## WORK REQUIRED:
For every line in the listing below that contains the word "found", add one to the tally. State the final number and nothing else.

## GIVEN DATA:
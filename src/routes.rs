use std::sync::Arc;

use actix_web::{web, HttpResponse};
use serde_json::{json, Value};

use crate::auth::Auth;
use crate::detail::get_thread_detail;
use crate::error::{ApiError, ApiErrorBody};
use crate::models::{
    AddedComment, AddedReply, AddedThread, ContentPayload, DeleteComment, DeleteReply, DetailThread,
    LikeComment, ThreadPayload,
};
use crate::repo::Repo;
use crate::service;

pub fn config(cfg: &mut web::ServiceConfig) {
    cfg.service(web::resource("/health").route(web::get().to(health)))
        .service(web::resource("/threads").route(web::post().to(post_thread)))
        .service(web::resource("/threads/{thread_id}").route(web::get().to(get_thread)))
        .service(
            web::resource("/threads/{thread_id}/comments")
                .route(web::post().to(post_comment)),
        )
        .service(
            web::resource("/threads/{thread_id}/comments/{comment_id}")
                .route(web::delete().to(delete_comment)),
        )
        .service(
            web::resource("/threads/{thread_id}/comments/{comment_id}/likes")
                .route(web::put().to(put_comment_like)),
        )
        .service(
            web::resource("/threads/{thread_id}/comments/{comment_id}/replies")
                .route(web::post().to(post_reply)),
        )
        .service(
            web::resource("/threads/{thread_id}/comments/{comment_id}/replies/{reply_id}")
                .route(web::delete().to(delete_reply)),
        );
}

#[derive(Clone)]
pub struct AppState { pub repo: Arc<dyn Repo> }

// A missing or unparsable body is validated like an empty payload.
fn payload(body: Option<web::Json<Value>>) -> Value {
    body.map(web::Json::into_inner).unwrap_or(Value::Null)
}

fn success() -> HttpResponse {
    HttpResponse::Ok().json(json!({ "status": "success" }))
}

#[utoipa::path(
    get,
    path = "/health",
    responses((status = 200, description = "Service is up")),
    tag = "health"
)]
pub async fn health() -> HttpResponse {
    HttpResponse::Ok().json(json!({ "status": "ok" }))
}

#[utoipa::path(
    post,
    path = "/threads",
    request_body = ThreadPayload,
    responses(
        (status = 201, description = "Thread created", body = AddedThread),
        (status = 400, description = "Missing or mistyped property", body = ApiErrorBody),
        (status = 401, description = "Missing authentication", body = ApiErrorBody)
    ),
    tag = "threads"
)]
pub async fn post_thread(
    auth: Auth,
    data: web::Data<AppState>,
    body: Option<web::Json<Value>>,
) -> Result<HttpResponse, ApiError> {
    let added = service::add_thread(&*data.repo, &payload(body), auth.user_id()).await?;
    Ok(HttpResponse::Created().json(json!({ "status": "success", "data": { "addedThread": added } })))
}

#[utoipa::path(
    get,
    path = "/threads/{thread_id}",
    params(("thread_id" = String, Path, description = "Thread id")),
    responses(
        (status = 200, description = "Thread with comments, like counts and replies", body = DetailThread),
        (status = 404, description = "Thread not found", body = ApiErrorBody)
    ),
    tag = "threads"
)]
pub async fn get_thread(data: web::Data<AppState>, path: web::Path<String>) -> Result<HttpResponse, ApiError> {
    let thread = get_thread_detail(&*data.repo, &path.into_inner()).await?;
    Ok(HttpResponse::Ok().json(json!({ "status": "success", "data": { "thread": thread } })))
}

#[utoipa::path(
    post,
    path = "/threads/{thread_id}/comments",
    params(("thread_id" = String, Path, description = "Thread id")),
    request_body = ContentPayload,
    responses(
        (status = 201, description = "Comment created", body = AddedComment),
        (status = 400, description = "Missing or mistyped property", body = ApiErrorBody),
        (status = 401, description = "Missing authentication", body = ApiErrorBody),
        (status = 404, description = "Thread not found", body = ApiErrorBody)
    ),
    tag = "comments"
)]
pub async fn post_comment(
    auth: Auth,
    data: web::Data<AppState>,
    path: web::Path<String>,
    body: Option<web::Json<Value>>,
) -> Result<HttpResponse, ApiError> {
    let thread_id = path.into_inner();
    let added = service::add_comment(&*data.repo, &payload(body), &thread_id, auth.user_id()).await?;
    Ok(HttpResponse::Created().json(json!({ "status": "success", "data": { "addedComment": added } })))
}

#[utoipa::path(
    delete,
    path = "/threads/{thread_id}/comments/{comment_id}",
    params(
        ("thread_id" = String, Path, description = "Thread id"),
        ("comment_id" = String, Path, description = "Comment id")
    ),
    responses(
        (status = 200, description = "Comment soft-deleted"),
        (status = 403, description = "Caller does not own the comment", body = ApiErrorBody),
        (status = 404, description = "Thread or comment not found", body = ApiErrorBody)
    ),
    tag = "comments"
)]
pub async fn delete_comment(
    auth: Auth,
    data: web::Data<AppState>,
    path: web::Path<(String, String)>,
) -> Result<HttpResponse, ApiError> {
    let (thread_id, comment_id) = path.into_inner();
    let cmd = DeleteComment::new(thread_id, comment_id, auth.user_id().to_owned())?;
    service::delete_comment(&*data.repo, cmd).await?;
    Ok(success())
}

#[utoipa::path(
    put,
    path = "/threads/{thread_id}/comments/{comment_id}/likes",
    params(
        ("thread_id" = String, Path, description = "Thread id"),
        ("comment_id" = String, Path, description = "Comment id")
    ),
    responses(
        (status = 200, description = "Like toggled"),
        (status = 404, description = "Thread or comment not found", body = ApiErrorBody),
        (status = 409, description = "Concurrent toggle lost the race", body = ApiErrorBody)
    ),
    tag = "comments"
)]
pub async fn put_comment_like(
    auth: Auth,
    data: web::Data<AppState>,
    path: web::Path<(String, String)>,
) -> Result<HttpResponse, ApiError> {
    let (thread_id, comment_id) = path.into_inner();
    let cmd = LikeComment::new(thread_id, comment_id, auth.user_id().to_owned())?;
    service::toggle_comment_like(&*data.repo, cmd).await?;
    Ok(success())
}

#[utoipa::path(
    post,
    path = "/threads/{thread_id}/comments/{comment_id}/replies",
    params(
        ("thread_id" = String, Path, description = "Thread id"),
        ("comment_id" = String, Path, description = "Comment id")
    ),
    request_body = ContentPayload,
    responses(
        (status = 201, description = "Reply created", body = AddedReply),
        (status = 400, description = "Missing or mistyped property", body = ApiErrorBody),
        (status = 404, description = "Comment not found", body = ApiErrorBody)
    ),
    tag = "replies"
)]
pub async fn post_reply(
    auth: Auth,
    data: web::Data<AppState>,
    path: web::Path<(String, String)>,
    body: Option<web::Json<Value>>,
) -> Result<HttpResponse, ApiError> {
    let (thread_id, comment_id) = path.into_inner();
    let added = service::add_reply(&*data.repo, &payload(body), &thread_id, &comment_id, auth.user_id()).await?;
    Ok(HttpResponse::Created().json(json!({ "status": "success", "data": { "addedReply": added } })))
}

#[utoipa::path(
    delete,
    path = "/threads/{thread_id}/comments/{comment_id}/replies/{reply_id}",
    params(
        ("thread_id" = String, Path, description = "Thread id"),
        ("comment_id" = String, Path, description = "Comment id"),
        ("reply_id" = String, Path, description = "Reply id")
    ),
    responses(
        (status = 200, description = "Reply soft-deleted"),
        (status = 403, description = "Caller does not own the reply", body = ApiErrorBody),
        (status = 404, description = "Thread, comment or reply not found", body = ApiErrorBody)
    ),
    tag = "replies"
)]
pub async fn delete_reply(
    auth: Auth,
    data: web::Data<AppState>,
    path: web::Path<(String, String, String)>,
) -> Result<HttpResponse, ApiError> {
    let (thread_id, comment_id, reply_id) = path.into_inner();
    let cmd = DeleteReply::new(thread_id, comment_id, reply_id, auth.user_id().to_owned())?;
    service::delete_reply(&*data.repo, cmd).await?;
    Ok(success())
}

## RESPONSE TO THIS EXERCISE:
6